Falando um pouco da Zootecnia
O zootecnista pode trabalhar em diversas áreas, mas o curso em si é voltada para criação de animais de produção. Sendo simplista, animais de produção são aqueles que nós, humanos, consumismos. É aquele bife do almoço, o churrasquinho com linguiça do final de semana, o frango de domingo ou o copo de leite que toma todo dia de manhã.

Além da criação em si, a nutrição, reprodução, bem-estar, etologia, anatomia; tudo isso o zootecnista estuda para que o animal cresça o mais saudável possível e então produza carne ou outro produto de melhor qualidade para nosso consumo. Por mais insensível que isso pareça, é necessário que alguém trabalhe nessa área para que possamos utilizar.

Confesso que fiquei um tempo sem comer carne após algumas aulas de anatomia, mas foi muito mais pelo aspecto das peças que utilizávamos para estudo do que qualquer outra coisa. Hoje eu não trabalho nessa área, mas ter feito essa gradução ensinou-me muito. Tive uma visão totalmente diferente de como os animais são criados e todas as responsabilidades contidas.

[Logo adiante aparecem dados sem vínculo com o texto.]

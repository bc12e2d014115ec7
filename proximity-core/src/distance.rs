//! Great-circle distance between coordinates.
//!
//! Distances are computed with the haversine formula on a sphere of radius
//! [`EARTH_RADIUS`] and always returned as [`Meters`].

use geo::{Coord, Rect};

use crate::{GeoPoint, Meters};

/// Mean Earth radius used by [`distance`].
pub const EARTH_RADIUS: Meters = Meters::new(6_371_000.0);

/// Haversine distance between `a` and `b`.
///
/// The result is symmetric and zero for identical points. Inputs are assumed
/// valid; [`GeoPoint::new`] enforces coordinate ranges.
///
/// # Examples
/// ```
/// use proximity_core::{distance, GeoPoint};
///
/// # fn main() -> Result<(), proximity_core::GeoPointError> {
/// let a = GeoPoint::new(0.0, 0.0)?;
/// let b = GeoPoint::new(0.0, 1.0)?;
/// let d = distance(&a, &b);
/// assert!((d.get() - 111_194.9).abs() < 1.0);
/// # Ok(())
/// # }
/// ```
#[must_use]
pub fn distance(a: &GeoPoint, b: &GeoPoint) -> Meters {
    let lat_a = a.latitude().to_radians();
    let lat_b = b.latitude().to_radians();
    let delta_lat = (b.latitude() - a.latitude()).to_radians();
    let delta_lon = (b.longitude() - a.longitude()).to_radians();

    let h = (delta_lat / 2.0).sin().powi(2)
        + lat_a.cos() * lat_b.cos() * (delta_lon / 2.0).sin().powi(2);
    // Rounding can push `h` fractionally above one for antipodal points.
    let h = h.clamp(0.0, 1.0);
    let central_angle = 2.0 * h.sqrt().atan2((1.0 - h).sqrt());

    Meters::new(EARTH_RADIUS.get() * central_angle)
}

/// Axis-aligned box (`x = longitude`, `y = latitude`) enclosing every point
/// within `radius` of `origin`.
///
/// This is a coarse prefilter: points inside the box still need an exact
/// [`distance`] check. Boxes reaching a pole or crossing the antimeridian
/// widen to the full longitude range.
#[must_use]
pub fn bounding_box(origin: &GeoPoint, radius: Meters) -> Rect<f64> {
    let angular = (radius.get() / EARTH_RADIUS.get()).to_degrees();
    let min_lat = origin.latitude() - angular;
    let max_lat = origin.latitude() + angular;

    let (min_lon, max_lon) = if min_lat <= -90.0 || max_lat >= 90.0 {
        (-180.0, 180.0)
    } else {
        let lon_delta = angular / origin.latitude().to_radians().cos();
        let west = origin.longitude() - lon_delta;
        let east = origin.longitude() + lon_delta;
        if west < -180.0 || east > 180.0 {
            (-180.0, 180.0)
        } else {
            (west, east)
        }
    };

    Rect::new(
        Coord {
            x: min_lon,
            y: min_lat.max(-90.0),
        },
        Coord {
            x: max_lon,
            y: max_lat.min(90.0),
        },
    )
}

#[cfg(test)]
mod tests {
    use super::*;
    use geo::Intersects;
    use rstest::rstest;

    fn point(lat: f64, lon: f64) -> GeoPoint {
        GeoPoint::new(lat, lon).expect("valid test coordinate")
    }

    #[rstest]
    fn identical_points_are_zero_apart() {
        let p = point(1.3, 103.8);
        assert_eq!(distance(&p, &p), Meters::ZERO);
    }

    #[rstest]
    #[case(point(51.5074, -0.1278), point(48.8566, 2.3522), 343_556.0)]
    #[case(point(1.3, 103.8), point(1.3027, 103.8), 300.2)]
    #[case(point(0.0, 0.0), point(0.0, 180.0), 20_015_086.8)]
    fn matches_known_distances(#[case] a: GeoPoint, #[case] b: GeoPoint, #[case] expected: f64) {
        let d = distance(&a, &b).get();
        let tolerance = expected * 0.001;
        assert!(
            (d - expected).abs() <= tolerance,
            "expected {expected} m, got {d} m"
        );
    }

    #[rstest]
    fn distance_is_symmetric() {
        let a = point(-33.86, 151.21);
        let b = point(35.68, 139.69);
        assert_eq!(distance(&a, &b), distance(&b, &a));
    }

    #[rstest]
    fn bounding_box_contains_points_on_the_radius() {
        let origin = point(1.3, 103.8);
        let radius = Meters::new(1000.0);
        let rect = bounding_box(&origin, radius);
        // ~1000 m due north and due east of the origin.
        let north = point(1.3 + 0.00898, 103.8);
        let east = point(1.3, 103.8 + 0.00898);
        assert!(rect.intersects(&Coord::from(north)));
        assert!(rect.intersects(&Coord::from(east)));
        assert!(!rect.intersects(&Coord::from(point(1.32, 103.8))));
    }

    #[rstest]
    fn bounding_box_near_pole_spans_all_longitudes() {
        let rect = bounding_box(&point(89.99, 10.0), Meters::new(5000.0));
        assert_eq!(rect.min().x, -180.0);
        assert_eq!(rect.max().x, 180.0);
        assert_eq!(rect.max().y, 90.0);
    }

    #[rstest]
    fn bounding_box_across_antimeridian_spans_all_longitudes() {
        let rect = bounding_box(&point(0.0, 179.999), Meters::new(1000.0));
        assert_eq!(rect.min().x, -180.0);
        assert_eq!(rect.max().x, 180.0);
    }
}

Atualmente, o mundo está valorizando muito mais o bem-estar dos animais, modificando o modo como são criados para que possam demosntrar seu comportamento natural o máximo possível. Isso é uma realidade em muitos países da Europa e para exportar produtos para lá, os produtores brasileiros devem seguir as mesmas legislações de lá.

Enfim, diagnosticar, clinicar não é uma área de atuação de um zootecnista e muito menos sacrificar um animal sem o aval de um veterinário. Espero que essa história seja resolvida logo e que os culpados tenham a pena que merecem. Saber disso dá uma vergonha de ser zootenista, viu. Torço para que sejam os ovos podres no cesto e que não contaminem o cesto inteiro. Torço e muito!